Kramer is the executive director and co-founder of the not-for-profit organization Sustainable Organic Integrated Livelihoods (SOIL), which has built more than 50 public composting toilet facilities in Haiti since 2006. Eighty percent of the population in Haiti does not have access to basic sanitation and existing toilets are not well designed, with human waste flushing straight into rivers or groundwater. In this way the water supply is easily contaminated, and waterborne diseases like cholera are at epidemic levels in Haiti. From the SOIL website: “As of March 4, 2013, cholera has killed 8,057 Haitians and infected nearly 650,000 more. Despite some claims of progress, the epidemic, which was introduced by United Nations troops, has been significantly worse in 2013 than during the same period the year before.”
Kramer described how the compost toilets separate urine and feces, and a carbon mixture is used to cover the waste. The carbon mixture aids decomposition and consists of inexpensive materials found locally: ground peanut shells and sugarcane bagasse, a fibrous waste product. A SOIL worker changes the buckets weekly, and the waste is carted off to be composted. The waste is then dumped in a pile and covered with more sugarcane bagasse.
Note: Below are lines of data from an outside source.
//! Basic message information extracted from the Internet Message Format
//! headers (RFC 822 - RFC 2822 - RFC 5322).

use mail_parser::{Address, MessageParser};

use crate::view::ParseError;

/// Essential header fields, for listing messages without delving into the
/// depths of their body.
#[derive(Clone, Debug, PartialEq, Eq)]
pub struct BasicInfo {
    pub subject: String,
    pub from: Vec<String>,
    pub to: Vec<String>,
}

/// Extracts basic information from the raw bytes of a message.
pub fn read_basic(raw: &[u8]) -> Result<BasicInfo, ParseError> {
    let msg = MessageParser::default()
        .parse(raw)
        .ok_or(ParseError::Message)?;

    Ok(BasicInfo {
        subject: msg.subject().unwrap_or_default().to_string(),
        from: format_address_list(msg.from(), "From"),
        to: format_address_list(msg.to(), "To"),
    })
}

/// Renders an address list as `"name <addr>"`, or `"<addr>"` when the
/// display name is empty. A header that does not parse as an address list
/// yields an empty list, not a hard error.
fn format_address_list(list: Option<&Address>, header: &str) -> Vec<String> {
    let list = match list {
        Some(v) => v,
        None => {
            tracing::debug!(header, "header absent or not an address list");
            return Vec::new();
        }
    };

    let mut result = Vec::new();
    for addr in list.iter() {
        let address = match addr.address() {
            Some(a) => a,
            None => continue,
        };
        match addr.name() {
            Some(name) if !name.is_empty() => result.push(format!("{} <{}>", name, address)),
            _ => result.push(format!("<{}>", address)),
        }
    }
    result
}
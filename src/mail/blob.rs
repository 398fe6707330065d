//! Helper for the raw message bytes kept at rest as Zstd compressed data

use std::sync::Arc;

use anyhow::Result;
use zstd::stream::{decode_all as zstd_decode, encode_all as zstd_encode};

/// The raw bytes of one received message, compressed at rest.
///
/// The only contract is a lossless round-trip: `open(seal(x)) == x`.
/// Clones share the underlying buffer, so snapshots handed out by the
/// storage layer stay cheap.
#[derive(Clone, Debug)]
pub struct RawBlob(Arc<Vec<u8>>);

impl RawBlob {
    pub fn seal(plainblob: &[u8]) -> Result<Self> {
        let mut reader = plainblob;
        let zstdblob = zstd_encode(&mut reader, 0)?;
        Ok(Self(Arc::new(zstdblob)))
    }

    pub fn open(&self) -> Result<Vec<u8>> {
        let mut reader = &self.0[..];
        let data = zstd_decode(&mut reader)?;
        Ok(data)
    }

    /// Size of the compressed representation, for logging only.
    pub fn sealed_len(&self) -> usize {
        self.0.len()
    }
}
use std::io::Read;
use std::net::SocketAddr;
use std::path::PathBuf;

use anyhow::Result;
use serde::{Deserialize, Serialize};

/// Runtime configuration. Everything has a compiled-in default, so the
/// daemon runs without any configuration file at all.
#[derive(Serialize, Deserialize, Debug, Clone, Default)]
#[serde(default)]
pub struct Config {
    pub smtp: SmtpConfig,
    pub http: HttpConfig,
}

#[derive(Serialize, Deserialize, Debug, Clone)]
#[serde(default)]
pub struct SmtpConfig {
    pub bind_addr: SocketAddr,
    /// Domain announced in the greeting and in HELO/EHLO replies.
    pub hostname: String,
    pub read_timeout_secs: u64,
    pub write_timeout_secs: u64,
    pub max_message_bytes: usize,
    pub max_recipients: usize,
}

impl Default for SmtpConfig {
    fn default() -> Self {
        Self {
            bind_addr: "0.0.0.0:2525".parse().unwrap(),
            hostname: "fake".to_string(),
            read_timeout_secs: 30,
            write_timeout_secs: 30,
            max_message_bytes: 1024 * 1024,
            max_recipients: 50,
        }
    }
}

#[derive(Serialize, Deserialize, Debug, Clone)]
#[serde(default)]
pub struct HttpConfig {
    pub bind_addr: SocketAddr,
}

impl Default for HttpConfig {
    fn default() -> Self {
        Self {
            bind_addr: "127.0.0.1:8080".parse().unwrap(),
        }
    }
}

pub fn read_config(config_file: PathBuf) -> Result<Config> {
    let mut file = std::fs::OpenOptions::new()
        .read(true)
        .open(config_file.as_path())?;

    let mut config = String::new();
    file.read_to_string(&mut config)?;

    Ok(toml::from_str(&config)?)
}

#[cfg(test)]
mod tests {
    use super::*;

    #[test]
    fn defaults_match_the_advertised_surface() {
        let config = Config::default();
        assert_eq!(config.smtp.bind_addr.port(), 2525);
        assert_eq!(config.smtp.hostname, "fake");
        assert_eq!(config.smtp.max_message_bytes, 1024 * 1024);
        assert_eq!(config.smtp.max_recipients, 50);
        assert_eq!(config.http.bind_addr, "127.0.0.1:8080".parse().unwrap());
    }

    #[test]
    fn partial_toml_keeps_defaults() {
        let config: Config = toml::from_str(
            r#"
            [smtp]
            bind_addr = "127.0.0.1:2626"
            "#,
        )
        .unwrap();
        assert_eq!(config.smtp.bind_addr.port(), 2626);
        assert_eq!(config.smtp.hostname, "fake");
        assert_eq!(config.http.bind_addr.port(), 8080);
    }
}
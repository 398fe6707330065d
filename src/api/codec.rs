//! Wire helpers: form-encoded inputs, JSON outputs.

use anyhow::Result;
use http_body_util::{BodyExt, Full};
use hyper::body::{Bytes, Incoming};
use hyper::{Request, Response, StatusCode};
use serde::Serialize;

pub(crate) type HttpResponse = Response<Full<Bytes>>;

pub(crate) fn empty(status: StatusCode) -> Result<HttpResponse> {
    let resp = Response::builder()
        .status(status)
        .body(Full::new(Bytes::new()))?;
    Ok(resp)
}

pub(crate) fn json<T: Serialize>(value: &T) -> Result<HttpResponse> {
    let body = serde_json::to_vec(value)?;
    let resp = Response::builder()
        .status(StatusCode::OK)
        .header(hyper::header::CONTENT_TYPE, "application/json")
        .body(Full::new(Bytes::from(body)))?;
    Ok(resp)
}

/// Looks a form parameter up in the query string first, then in an
/// urlencoded request body. Returns an empty string when the parameter is
/// absent, mirroring how unknown IDs are handled downstream (lookup miss).
pub(crate) async fn form_param(req: Request<Incoming>, name: &str) -> Result<String> {
    if let Some(query) = req.uri().query() {
        if let Some(value) = find_param(query, name) {
            return Ok(value);
        }
    }

    let body = req.into_body().collect().await?.to_bytes();
    let form = String::from_utf8_lossy(&body);
    Ok(find_param(&form, name).unwrap_or_default())
}

fn find_param(form: &str, name: &str) -> Option<String> {
    form.split('&')
        .map(|pair| pair.split_once('=').unwrap_or((pair, "")))
        .find(|(key, _)| url_decode(key) == name)
        .map(|(_, value)| url_decode(value))
}

/// application/x-www-form-urlencoded decoding: `+` is a space, `%XX` is a
/// byte. Stray `%` sequences pass through unchanged.
fn url_decode(input: &str) -> String {
    let mut out = Vec::with_capacity(input.len());
    let bytes = input.as_bytes();
    let mut i = 0;
    while i < bytes.len() {
        match bytes[i] {
            b'+' => {
                out.push(b' ');
                i += 1;
            }
            b'%' => match hex_pair(bytes.get(i + 1).copied(), bytes.get(i + 2).copied()) {
                Some(b) => {
                    out.push(b);
                    i += 3;
                }
                None => {
                    out.push(b'%');
                    i += 1;
                }
            },
            b => {
                out.push(b);
                i += 1;
            }
        }
    }
    String::from_utf8_lossy(&out).into_owned()
}

fn hex_pair(hi: Option<u8>, lo: Option<u8>) -> Option<u8> {
    let hi = (hi? as char).to_digit(16)?;
    let lo = (lo? as char).to_digit(16)?;
    Some((hi * 16 + lo) as u8)
}
//! Per-connection SMTP session state machine.
//!
//! The machine is pure protocol logic: it consumes parsed commands and
//! produces replies plus a handful of control actions for the connection
//! loop (start collecting DATA, expect an AUTH continuation, close). All
//! I/O stays in the server loop, so the machine is testable without a
//! socket and never holds a store lock across a read.

use std::sync::Arc;

use crate::mail::blob::RawBlob;
use crate::mail::{Message, ANONYMOUS};
use crate::smtp::proto::{Command, Reply};
use crate::smtp::sasl::{self, SaslError};
use crate::storage::Store;

/// Protocol position of the session.
///
/// The mailbox binding is orthogonal: it is set by AUTH, or implicitly on
/// the first MAIL of an anonymous session, and survives RSET.
#[derive(Clone, Copy, Debug, PartialEq, Eq)]
enum State {
    /// Connected, no greeting exchanged yet.
    Fresh,
    /// HELO/EHLO done, ready for a transaction.
    Greeted,
    /// MAIL accepted, waiting for recipients.
    Mail,
    /// At least one RCPT accepted; DATA is now legal.
    Rcpt,
}

/// What the connection loop must do after a command was handled.
pub enum Action {
    Reply(Reply),
    /// Write the reply (334) and feed the next line to
    /// [`Session::handle_auth_response`].
    Challenge(Reply),
    /// Write the reply (354) and collect the DATA payload.
    CollectData(Reply),
    /// Write the reply and close the connection.
    Quit(Reply),
}

pub struct Session {
    store: Arc<Store>,
    hostname: String,
    max_message_bytes: usize,
    max_recipients: usize,

    state: State,
    mailbox: Option<String>,
    recipients: usize,
}

impl Session {
    pub fn new(
        store: Arc<Store>,
        hostname: String,
        max_message_bytes: usize,
        max_recipients: usize,
    ) -> Self {
        Self {
            store,
            hostname,
            max_message_bytes,
            max_recipients,
            state: State::Fresh,
            mailbox: None,
            recipients: 0,
        }
    }

    pub fn max_message_bytes(&self) -> usize {
        self.max_message_bytes
    }

    pub fn handle(&mut self, cmd: Command) -> Action {
        match cmd {
            Command::Helo(_) => {
                self.reset_transaction();
                self.state = State::Greeted;
                Action::Reply(Reply::new(250, self.hostname.clone()))
            }
            Command::Ehlo(_) => {
                self.reset_transaction();
                self.state = State::Greeted;
                Action::Reply(Reply::multiline(
                    250,
                    vec![
                        self.hostname.clone(),
                        "AUTH PLAIN".into(),
                        format!("SIZE {}", self.max_message_bytes),
                        "8BITMIME".into(),
                    ],
                ))
            }
            Command::AuthPlain(initial) => self.handle_auth(initial),
            Command::AuthOther(mech) => {
                tracing::debug!(mechanism = %mech, "unsupported auth mechanism");
                Action::Reply(Reply::new(504, "5.5.4 Unrecognized authentication type"))
            }
            Command::Mail => match self.state {
                State::Greeted => {
                    // An anonymous session is bound on its first transaction.
                    if self.mailbox.is_none() {
                        self.mailbox = Some(ANONYMOUS.to_string());
                    }
                    self.state = State::Mail;
                    self.recipients = 0;
                    Action::Reply(Reply::new(250, "2.0.0 OK"))
                }
                State::Fresh => Action::Reply(Reply::new(503, "5.5.1 Say HELO/EHLO first")),
                _ => Action::Reply(Reply::new(503, "5.5.1 Nested MAIL command")),
            },
            Command::Rcpt => match self.state {
                State::Mail | State::Rcpt => {
                    if self.recipients >= self.max_recipients {
                        return Action::Reply(Reply::new(452, "4.5.3 Too many recipients"));
                    }
                    self.recipients += 1;
                    self.state = State::Rcpt;
                    Action::Reply(Reply::new(250, "2.0.0 OK"))
                }
                _ => Action::Reply(Reply::new(503, "5.5.1 Need MAIL before RCPT")),
            },
            Command::Data => match self.state {
                State::Rcpt => {
                    Action::CollectData(Reply::new(354, "Start mail input; end with <CRLF>.<CRLF>"))
                }
                _ => Action::Reply(Reply::new(503, "5.5.1 Need RCPT before DATA")),
            },
            Command::Rset => {
                self.reset_transaction();
                Action::Reply(Reply::new(250, "2.0.0 OK"))
            }
            Command::Noop => Action::Reply(Reply::new(250, "2.0.0 OK")),
            Command::Vrfy => Action::Reply(Reply::new(
                252,
                "2.1.0 Cannot VRFY user, but will accept message",
            )),
            Command::Quit => Action::Quit(Reply::new(221, "2.0.0 Bye")),
            Command::Unknown(verb) => {
                tracing::debug!(verb = %verb, "unknown command");
                Action::Reply(Reply::new(500, "5.5.2 Command not recognized"))
            }
        }
    }

    fn handle_auth(&mut self, initial: Option<String>) -> Action {
        if self.state == State::Fresh {
            return Action::Reply(Reply::new(503, "5.5.1 Say HELO/EHLO first"));
        }
        if self.state != State::Greeted {
            return Action::Reply(Reply::new(503, "5.5.1 AUTH not allowed during a transaction"));
        }
        if self.mailbox.is_some() {
            return Action::Reply(Reply::new(503, "5.5.1 Already authenticated"));
        }
        match initial {
            Some(data) => Action::Reply(self.try_auth(&data)),
            None => Action::Challenge(Reply::new(334, "")),
        }
    }

    /// Continuation line after a 334 challenge. A lone `*` aborts.
    pub fn handle_auth_response(&mut self, line: &str) -> Reply {
        if line.trim() == "*" {
            return Reply::new(501, "5.7.0 Authentication aborted");
        }
        self.try_auth(line)
    }

    fn try_auth(&mut self, data: &str) -> Reply {
        match sasl::auth_plain(data) {
            Ok(creds) => {
                // Any non-empty username is accepted; the password is not
                // checked, there is nothing it would protect.
                self.mailbox = Some(creds.username);
                Reply::new(235, "2.7.0 Authentication succeeded")
            }
            Err(SaslError::EmptyUsername) => Reply::new(535, "5.7.8 Username is mandatory"),
            Err(SaslError::Impersonation) => {
                Reply::new(535, "5.7.8 Authentication credentials invalid")
            }
            Err(e) => {
                tracing::debug!(err = %e, "could not decode AUTH PLAIN response");
                Reply::new(501, "5.5.2 Could not decode response")
            }
        }
    }

    /// Stores one fully received, dot-unstuffed DATA payload.
    pub fn commit_data(&mut self, payload: Vec<u8>) -> Reply {
        self.reset_transaction();

        let mailbox_id = match self.mailbox.as_deref() {
            Some(name) => name.to_string(),
            // Unreachable through the state machine; kept as a plain fallback.
            None => ANONYMOUS.to_string(),
        };

        let blob = match RawBlob::seal(&payload) {
            Ok(b) => b,
            Err(e) => {
                tracing::error!(err = ?e, "cannot store message payload");
                return Reply::new(451, "4.3.0 Internal error");
            }
        };

        self.store.add_mailbox(&mailbox_id);
        let msg = Message::new(blob);
        let message_id = msg.id.clone();

        if let Err(e) = self.store.add_message(msg, &mailbox_id) {
            tracing::error!(err = %e, mailbox = %mailbox_id, "cannot store message");
            return Reply::new(451, "4.3.0 Internal error");
        }

        tracing::info!(message_id = %message_id, mailbox = %mailbox_id, "message received");
        Reply::new(250, "2.0.0 OK: queued")
    }

    /// The DATA payload exceeded the allowed size; the drained bytes are
    /// dropped.
    pub fn reject_oversized_data(&mut self) -> Reply {
        self.reset_transaction();
        Reply::new(552, "5.3.4 Message too big")
    }

    fn reset_transaction(&mut self) {
        if self.state != State::Fresh {
            self.state = State::Greeted;
        }
        self.recipients = 0;
    }
}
According to the SOIL website, the composting process heats the mixture to a temperature that promotes beneficial microbial growth and kills dangerous pathogens. After 8 months, the nutrient rich compost can be used for fertilizing crops. This compost toilet project also provides jobs for out-of-work Haitians, and encourages local governments to maintain the toilets.
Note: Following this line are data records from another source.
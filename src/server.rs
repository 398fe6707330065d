use std::sync::Arc;

use anyhow::Result;
use tokio::signal;
use tokio::sync::watch;

use crate::api::ApiServer;
use crate::config::Config;
use crate::smtp::SmtpServer;
use crate::storage::Store;

/// The daemon: one shared store, one SMTP server, one HTTP API server.
pub struct Server {
    smtp: Arc<SmtpServer>,
    api: Arc<ApiServer>,
}

impl Server {
    pub fn new(config: Config, store: Arc<Store>) -> Self {
        Self {
            smtp: SmtpServer::new(config.smtp, store.clone()),
            api: ApiServer::new(config.http, store),
        }
    }

    /// Runs both servers until SIGINT/SIGTERM, then drains in-flight
    /// connections. Nothing is persisted: a restart loses all mail.
    pub async fn run(self) -> Result<()> {
        let (exit_tx, exit_rx) = watch::channel(false);

        #[cfg(unix)]
        let mut sigterm = signal::unix::signal(signal::unix::SignalKind::terminate())?;

        tokio::spawn(async move {
            #[cfg(unix)]
            tokio::select! {
                _ = signal::ctrl_c() => (),
                _ = sigterm.recv() => (),
            };
            #[cfg(not(unix))]
            let _ = signal::ctrl_c().await;

            tracing::info!("shutdown requested");
            let _ = exit_tx.send(true);
        });

        tokio::try_join!(self.smtp.run(exit_rx.clone()), self.api.run(exit_rx))?;

        Ok(())
    }
}
use std::sync::atomic::{AtomicU64, Ordering};
use std::time::{SystemTime, UNIX_EPOCH};

use lazy_static::lazy_static;
use rand::prelude::*;

/// An identifier is composed of two components:
/// - a process identifier, 128 bits, itself composed of:
///   - the timestamp of when the process started, 64 bits
///   - a 64-bit random number
/// - a sequence number, 64 bits
/// Their main property is to be unique for the lifetime of the process
/// without requiring any synchronization between sessions. Collisions
/// across restarts are irrelevant as nothing survives a restart.
struct IdentGenerator {
    pid: u128,
    sn: AtomicU64,
}

impl IdentGenerator {
    fn new() -> Self {
        let time = now_msec() as u128;
        let rand = thread_rng().gen::<u64>() as u128;
        Self {
            pid: (time << 64) | rand,
            sn: AtomicU64::new(0),
        }
    }

    fn gen(&self) -> String {
        let sn = self.sn.fetch_add(1, Ordering::Relaxed);
        let mut res = [0u8; 24];
        res[0..16].copy_from_slice(&u128::to_be_bytes(self.pid));
        res[16..24].copy_from_slice(&u64::to_be_bytes(sn));
        hex::encode(res)
    }
}

lazy_static! {
    static ref GENERATOR: IdentGenerator = IdentGenerator::new();
}

/// Returns a fresh opaque identifier, unique within this process.
pub fn gen_ident() -> String {
    GENERATOR.gen()
}

/// Returns milliseconds since UNIX Epoch
fn now_msec() -> u64 {
    SystemTime::now()
        .duration_since(UNIX_EPOCH)
        .expect("Fix your clock :o")
        .as_millis() as u64
}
Another technology discussed in this session was presented by Krista Donaldson, the CEO of D-Rev: Design Revolution, a company whose mission is “to improve the health and incomes of people living on less than $4 per day.” D-Rev is a non-profit company that is funded through individuals, grants and gifts in-kind. She described a project particularly focused on amputations – which result from trauma, disease, and natural disasters in regions of Africa and Asia, and often leave amputees unable to afford a prosthetic device. Donaldson explained the process of designing the JaipurKnee, which is a high-performance knee joint for developing world amputees. The JaipurKnee is an inexpensive prosthetic that was designed to enhance mobility of the user, which is needed when walking on rough terrain, she said.